Re: downloading web sites

2000-04-27 Thread AlphaByte

Thanks Edward,

I found another Java based application that seems to work pretty well on Linux.

One problem I found with wget was that it did not like some directory formats,
in particular those with slashes that go the Win way (/ cf \). And Vidiot was a
little correct in that some files did not download because they seemed to be
called by some kind of CGI script. However this application gets around all
these issues and I don't have to bother anyone who uses Win to get it for me.
It is called WEBsaver -- it does need a runtime installed, I use Blackdown.

Incidentally if you have a preference for Win I did find a freeware app called
SiteStripper. Seems to be fast and complete.

Alan

On Wed, 26 Apr 2000, you wrote regarding Re: downloading web sites:
> Under Windoze there is a pretty good program called SiteSnagger from PC 
> Mag--it's free.  I've snagged some pretty big sites with it.
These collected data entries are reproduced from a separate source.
//! Utilities for error handling

use std::{
    backtrace::{Backtrace, BacktraceStatus},
    fmt::Display,
};

use downcast_rs::{impl_downcast, DowncastSync};
use thiserror::Error;

use crate::{
    context::Context,
    location::{Located, Location},
    printable::{Printable, State},
};

/// The kinds of errors we have during compilation.
#[derive(Debug, Error, Clone, Copy, PartialEq, Eq)]
pub enum ErrorKind {
    /// The input text does not follow the grammar.
    #[error("syntax error")]
    Syntax,
    /// The input parsed, but cannot be lowered (unknown names, arity, redefinition ...).
    #[error("semantic error")]
    Semantic,
    /// The generated IR was found to be inconsistent during verification.
    #[error("verification failed")]
    VerificationFailed,
    /// Inconsistent or invalid argument(s) passed to an IR building function.
    #[error("invalid argument")]
    InvalidArgument,
}

/// An error object that can hold any [std::error::Error].
#[derive(Debug)]
pub struct Error {
    /// The kind of error this is
    pub kind: ErrorKind,
    /// The actual error object describing the error
    pub err: Box<dyn ArchonError>,
    /// Location of this error in the program text
    pub loc: Location,
    /// Details of how this error occurred
    pub backtrace: Backtrace,
}

impl Error {
    /// Get the underlying error as `T`, if it is one.
    pub fn downcast_ref<T: ArchonError>(&self) -> Option<&T> {
        self.err.downcast_ref::<T>()
    }
}

/// This does not print [Location] or [Backtrace]. Use [Printable::disp] for that.
impl Display for Error {
    fn fmt(&self, f: &mut std::fmt::Formatter<'_>) -> std::fmt::Result {
        write!(f, "{}: {}", self.kind, self.err)
    }
}

pub trait ArchonError: std::error::Error + DowncastSync {}

impl<T: std::error::Error + Send + Sync + 'static> ArchonError for T {}

impl_downcast!(sync ArchonError);

impl std::error::Error for Error {}

impl Printable for Error {
    fn fmt(
        &self,
        ctx: &Context,
        _state: &State,
        f: &mut std::fmt::Formatter<'_>,
    ) -> std::fmt::Result {
        if self.loc.is_known() {
            write!(f, "[{}] ", self.loc.disp(ctx))?;
        }
        write!(f, "{}: {}", self.kind, self.err)?;
        if self.backtrace.status() == BacktraceStatus::Captured {
            write!(f, "\nError backtrace:\n{}", self.backtrace)?;
        }
        Ok(())
    }
}

impl Located for Error {
    fn loc(&self) -> Location {
        self.loc
    }

    fn set_loc(&mut self, loc: Location) {
        self.loc = loc;
    }
}

/// Type alias for [std::result::Result] with the error type set to [struct@Error]
pub type Result<T> = std::result::Result<T, Error>;

#[doc(hidden)]
#[derive(Debug, Error)]
#[error("{0}")]
pub struct StringError(pub String);

/// Specify [ErrorKind] and create [struct@Error] from any [std::error::Error] object.
/// The macro also accepts [format!] like arguments to create one-off errors.
#[macro_export]
macro_rules! create_error {
    ($loc: expr, $kind: expr, $str: literal $($t:tt)*) => {
        $crate::create_error!($loc, $kind, $crate::result::StringError(format!($str $($t)*)))
    };
    ($loc: expr, $kind: expr, $err: expr) => {
        $crate::result::Error {
            kind: $kind,
            err: Box::new($err),
            loc: $loc,
            backtrace: std::backtrace::Backtrace::capture(),
        }
    };
}

/// Specify [ErrorKind] and create [Result] from any [std::error::Error] object.
/// To create [struct@Error], use [create_error!](crate::create_error) instead.
#[macro_export]
macro_rules! create_err {
    ($loc: expr, $kind: expr, $($t:tt)*) => {
        Err($crate::create_error!($loc, $kind, $($t)*))
    };
}

/// Create [ErrorKind::Syntax] [Result] from any [std::error::Error] object.
/// ```rust
/// use thiserror::Error;
/// use archon::{syntax_err, result::{Result, ErrorKind, Error}, location::Location};
///
/// #[derive(Error, Debug)]
/// #[error("sample error")]
/// pub struct SampleErr;
///
/// assert!(
///     matches!(
///         syntax_err!(Location::Unknown, SampleErr),
///         Result::<()>::Err(Error {
///            kind: ErrorKind::Syntax,
///            err,
///            ..
///         }) if err.is::<SampleErr>()
/// ));
/// ```
#[macro_export]
macro_rules! syntax_err {
    ($loc: expr, $($t:tt)*) => {
        $crate::create_err!($loc, $crate::result::ErrorKind::Syntax, $($t)*)
    }
}

/// Create [ErrorKind::Semantic] [Result] from any [std::error::Error] object.
#[macro_export]
macro_rules! semantic_err {
    ($loc: expr, $($t:tt)*) => {
        $crate::create_err!($loc, $crate::result::ErrorKind::Semantic, $($t)*)
    }
}

/// Create [ErrorKind::VerificationFailed] [Result] from any [std::error::Error] object.
/// The macro also accepts [format!] like arguments to create one-off errors.
/// ```rust
/// use archon::{verify_err, result::{Result, ErrorKind, Error}, location::Location};
///
/// let res_msg: Result<()> = verify_err!(Location::Unknown, "Some formatted {}", 0);
/// assert!(matches!(
///     res_msg,
///     Err(Error { kind: ErrorKind::VerificationFailed, ref err, .. })
///         if err.to_string() == "Some formatted 0"
/// ));
/// ```
#[macro_export]
macro_rules! verify_err {
    ($loc: expr, $($t:tt)*) => {
        $crate::create_err!($loc, $crate::result::ErrorKind::VerificationFailed, $($t)*)
    }
}

/// Create [ErrorKind::InvalidArgument] [Result] from any [std::error::Error] object.
#[macro_export]
macro_rules! arg_err {
    ($loc: expr, $($t:tt)*) => {
        $crate::create_err!($loc, $crate::result::ErrorKind::InvalidArgument, $($t)*)
    }
}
> I should add that it has an option to download multimedia and then fix the 
> links and indexes it so it will work on an independent environment.

-- 
AlphaByte: PO Box 1941, Auckland, New Zealand
Specialising in:Graphic Design, Education and Training,
Technical Documentation, Consulting.
http://www.alphabyte.co.nz


-- 
To unsubscribe: mail [EMAIL PROTECTED] with "unsubscribe"
as the Subject.




Re: downloading web sites

2000-04-25 Thread Thomas Ribbrock \(Design/DEG\)

On Sat, Apr 22, 2000 at 07:40:11AM -0500, Vidiot wrote:
[...] 
> There are no man pages for wget, only info pages, which I hate.  The interface
> to traverse info pages is not intuitive.  It is easy to get lost, hard to get
> back to where you were, etc.
[...]

Hint: "info2html" comes in most helpful in these cases... :-)

HTH,

Thomas
-- 
 "Look, Ma, no obsolete quotes and plain text only!"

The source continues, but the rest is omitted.